Lakshi Abeysekera of Sewalanka, August 2010
This memo was written on my request after I stumbled upon the fact that Omanthai had been used by the SL authorities as a staging post for the mass of IDPs (mostly Tamil) bussed from the Vanni Pocket in a massive logistical operation with fleets of hired buses [with two soldiers as guards on each bus] bringing the dehydrated, exhausted and diseased body of IDPs (including some Tigers posing as civilians) to areas where they could be detained and housed. Here the military authorities assisted by the GA Vavuniy, and the World Food Programme had assigned Sewalanka, a lcoal NGO, the task of feeding the IDPs, while other NGOs were tasked with the construction of toilets and other ancillary amenities. The principal organsisers were Annet Royce and Thamilalagan (both Tamils), who headed the Vavuniya Office of Sewalanka. But Lakshi Abyesekera, DeputyDirector, came down from Colombo to assist and mediate relations with the authorities. On my request she penned an account of this activity from her point of view. That report is buried within my previous post; but I consider it appropriate at this momentous juncture to provide SEWALANKA with the spotlight that it deserves. Web Editor
The fighting raged in its highest intensity in the early months of 2009. The people of the Wanni were cornered within a small area of Puthumathalan towards the north-eastern coast of District Mullaithivu. People had moved constantly from place to place for more than eight months from the west of the Wanni to the East and were finally trapped in the limited area of the No Fire Zone. They were trapped in here as the LTTE prevented them from moving to the safer areas that were under the control of GOSL.

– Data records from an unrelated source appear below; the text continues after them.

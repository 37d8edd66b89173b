//! In-memory token store for tests and single-process runs.

use std::collections::HashMap;
use std::sync::atomic::{AtomicBool, Ordering};

use async_trait::async_trait;
use parking_lot::Mutex;

use super::TokenStore;
use crate::error::{Error, Result};

/// Counters in a mutex-guarded map.
///
/// `set_available(false)` makes every call fail with `StoreUnavailable`, the
/// way an unreachable shared store would.
#[derive(Default)]
pub struct InMemoryTokenStore {
    counters: Mutex<HashMap<String, i64>>,
    unavailable: AtomicBool,
}

impl InMemoryTokenStore {
    pub fn new() -> Self {
        Self::default()
    }

    pub fn set_available(&self, available: bool) {
        self.unavailable.store(!available, Ordering::SeqCst);
    }

    fn check(&self) -> Result<()> {
        if self.unavailable.load(Ordering::SeqCst) {
            Err(Error::StoreUnavailable("token store offline".to_string()))
        } else {
            Ok(())
        }
    }
}

#[async_trait]
impl TokenStore for InMemoryTokenStore {
    async fn get(&self, key: &str) -> Result<Option<i64>> {
        self.check()?;
        Ok(self.counters.lock().get(key).copied())
    }

    async fn set_if_absent(&self, key: &str, value: i64) -> Result<bool> {
        self.check()?;
        let mut counters = self.counters.lock();
        if counters.contains_key(key) {
            return Ok(false);
        }
        counters.insert(key.to_string(), value);
        Ok(true)
    }

    async fn compare_and_swap(&self, key: &str, expected: i64, new: i64) -> Result<bool> {
        self.check()?;
        let mut counters = self.counters.lock();
        match counters.get_mut(key) {
            Some(value) if *value == expected => {
                *value = new;
                Ok(true)
            }
            _ => Ok(false),
        }
    }

    async fn increment(&self, key: &str) -> Result<i64> {
        self.check()?;
        let mut counters = self.counters.lock();
        let value = counters.entry(key.to_string()).or_insert(0);
        *value += 1;
        Ok(*value)
    }

    async fn set(&self, key: &str, value: i64) -> Result<Option<i64>> {
        self.check()?;
        Ok(self.counters.lock().insert(key.to_string(), value))
    }
}
//! At-least-once work queue carrying task ids.
//!
//! A dequeued message stays invisible for the visibility timeout and comes
//! back if the worker never acknowledges it, which is how a crashed
//! worker's task gets redelivered. Delayed redelivery moves the visibility
//! deadline instead of parking a worker.

pub mod memory;

use std::time::Duration;

use async_trait::async_trait;
use serde::{Deserialize, Serialize};

use crate::error::Result;
use crate::model::TaskId;

pub use memory::InMemoryJobQueue;

/// Name of the default queue.
pub const DEFAULT_QUEUE: &str = "tasks";

/// Message body put on the queue.
#[derive(Debug, Clone, Serialize, Deserialize)]
pub struct TaskMessage {
    pub task_id: TaskId,
}

/// One delivery of a task id to this worker.
#[derive(Debug, Clone)]
pub struct Delivery {
    /// Queue-specific handle for ack/redelivery (the pgmq message id).
    pub receipt: i64,
    pub task_id: TaskId,
    /// How many times this message has been handed out, this one included.
    pub delivery_count: u32,
}

#[async_trait]
pub trait JobQueue: Send + Sync {
    /// Durably enqueue a task id for immediate delivery.
    async fn enqueue(&self, task_id: TaskId) -> Result<()>;

    /// Take the next visible message, hiding it for `visibility_timeout`.
    async fn dequeue(&self, visibility_timeout: Duration) -> Result<Option<Delivery>>;

    /// Make this delivery visible again after `delay`.
    async fn redeliver_after(&self, delivery: &Delivery, delay: Duration) -> Result<()>;

    /// Keep an in-progress delivery hidden for another `visibility_timeout`
    /// from now. Called periodically while its job body runs.
    async fn extend_visibility(&self, delivery: &Delivery, visibility_timeout: Duration)
    -> Result<()>;

    /// The delivery is terminally handled; it won't come back.
    async fn ack(&self, delivery: &Delivery) -> Result<()>;
}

However some people fled in small groups in the first 3-4 months of 2009. Later, larger numbers fled across the lagoon towards the areas where the army personnel assisted them as they entered an environment to which they were strangers.
There were movements of people by boat to Trincomalee and Jaffna. But the vast majority trudged to the areas of the district Mullatgivu that had been taken over by the security forces. After crossing the lagoon many trekked for many days by foot with small belongings on their heads; or sometimes carrying very little as they were saddled with small children.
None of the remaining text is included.